Growing up in San Francisco, Parasol would often perch on her bed as her tall, Swedish mother told her terrifying stories about Parasol’s Jewish father — his escape from a Polish ghetto, the fear and anguish he experienced as a boy before arriving in Israel.
“I remember my mother telling me about the Holocaust when I was young, and I had so much anxiety about it — I didn’t know where these places were, and we [she and her sisters] had to be careful about not talking about it too much with my dad,” says Parasol. “And I felt ripped off because I didn’t have grandparents.”
Parasol, who lives in San Francisco again after spending some time in Texas and Los Angeles, has channeled that confusion and discomfort into her music career, which began in earnest with the release of her debut album in 2006. She sings twisted tales of death, loneliness and fear — but it’s not as though she’s thrashing about, angrily yelling out lyrics. She takes a much more restrained, mysterious approach to her music.
“It’s a particular darkness I cultivate,” she explains. “I thought: You can scream, but you won’t get your message across that way. [My music] is about being calm and in control — still singing with powerful intensity but keeping it a little mischievous.”
Parasol will sing her self-described “rock noir” tunes at Café du Nord in San Francisco on April 24.
Although she credits her music to a range of influences — from poet Langston Hughes to the artsy hippie next door — Parasol says the ultimate inspiration for her songs was being the daughter of a Holocaust survivor–Israeli father and a Swedish mother.

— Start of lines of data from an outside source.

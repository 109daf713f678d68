/// Turns raw prompt-service output into display-ready suggestions.
///
/// One suggestion per line. Leading list numbering (`1.`, `2)`, `3 -`) and emoji or
/// pictograph markers are removed; blank lines are dropped.
pub fn parse_suggestions(raw: &str) -> Vec<String> {
    raw.lines()
        .map(|line| strip_pictographs(strip_numbering(line.trim())))
        .map(|line| collapse_whitespace(&line))
        .filter(|line| !line.is_empty())
        .collect()
}

fn strip_numbering(line: &str) -> &str {
    let rest = line.trim_start_matches(|ch: char| ch.is_ascii_digit());
    if rest.len() == line.len() {
        return line;
    }
    rest.strip_prefix(['.', ')', '-', ':'])
        .unwrap_or(rest)
        .trim_start()
}

fn strip_pictographs(line: &str) -> String {
    line.chars().filter(|ch| !is_pictograph(*ch)).collect()
}

fn is_pictograph(ch: char) -> bool {
    matches!(
        ch as u32,
        // general punctuation through misc symbols (arrows, stars, weather, ...)
        0x2011..=0x26FF
            // dingbats
            | 0x2700..=0x27BF
            // private use area
            | 0xE000..=0xF8FF
            // variation selectors and zero-width joiner that glue emoji sequences
            | 0xFE0E..=0xFE0F
            | 0x200D
            // supplementary symbols, emoticons, transport, extended pictographs
            | 0x1F000..=0x1FAFF
    )
}

fn collapse_whitespace(line: &str) -> String {
    line.split_whitespace().collect::<Vec<_>>().join(" ")
}

#[cfg(test)]
mod tests {
    use super::*;

    #[test]
    fn strips_numbering_and_emoji() {
        let raw = "1. 🚀 Plan a product launch\n2. Summarize my week ✨\n3) ☀️ Weekend ideas";
        assert_eq!(
            parse_suggestions(raw),
            vec![
                "Plan a product launch".to_string(),
                "Summarize my week".to_string(),
                "Weekend ideas".to_string(),
            ]
        );
    }

    #[test]
    fn drops_blank_and_emoji_only_lines() {
        let raw = "\n1. Hello\n\n2. 🎉\n   \n";
        assert_eq!(parse_suggestions(raw), vec!["Hello".to_string()]);
    }

    #[test]
    fn keeps_unnumbered_lines_and_inner_digits() {
        assert_eq!(
            parse_suggestions("Explain 3 tips for Rust"),
            vec!["Explain 3 tips for Rust".to_string()]
        );
        assert_eq!(
            parse_suggestions("10. Top 5 books"),
            vec!["Top 5 books".to_string()]
        );
    }
}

Her parents’ cultures were a big deal
when she was growing up, she says. “A lot of their friends were foreign, as well; there were always Swedes and Israelis around.” Thus, her songs often reflect a dark sense of discomfort and otherness.
Parasol says her family always recognized Jewish holidays, though usually with a twist: Chanukah presents were wrapped in Christmas paper, for example, or Chinese food was served for a holiday meal.
Parasol went to Hebrew class as a youth, but she didn’t really become interested in Judaism until taking some Jewish studies classes at the University of San Francisco, where she majored in English literature.
“When Rosh Hashanah rolls around now, I scoop up my Jewish friends and we go do something to celebrate, even if it’s just seeing a movie by a Jewish filmmaker,” she says.
Recently, Parasol began working with her father on his memoirs, allowing her to delve deeper into her background. (Rykarda Parasol, by the way, is her real name; Rykarda is a nod to how her father’s name was errantly spelled on his Polish birth certificate, and Parasol is indeed the family name.)
Born in Czestochowa, Poland, Parasol’s father didn’t have an easy go of it: He and his family were forced into a ghetto when he was 6, and then he lost all of his immediate family in the Holocaust.
Although he was smuggled out of the ghetto and hidden by a Polish Catholic family, he lived in constant fear of being caught. Eventually, he ended up on a kibbutz in Israel (where he raised chickens); later he served as an officer in the Israel Defense Forces, fighting in the Sinai Campaign in 1956, and then immigrated to the United States.
In the past decade, Parasol’s father has taken part in a project to clean up the Jewish cemetery of Czestochowa, and he also participates in other commemorative Holocaust projects.
“In a moment of haste, my father once made a comment that he never did anything important to contribute to the world,” Parasol says. “My siblings and I realized that it’s up to us to carry on his story.”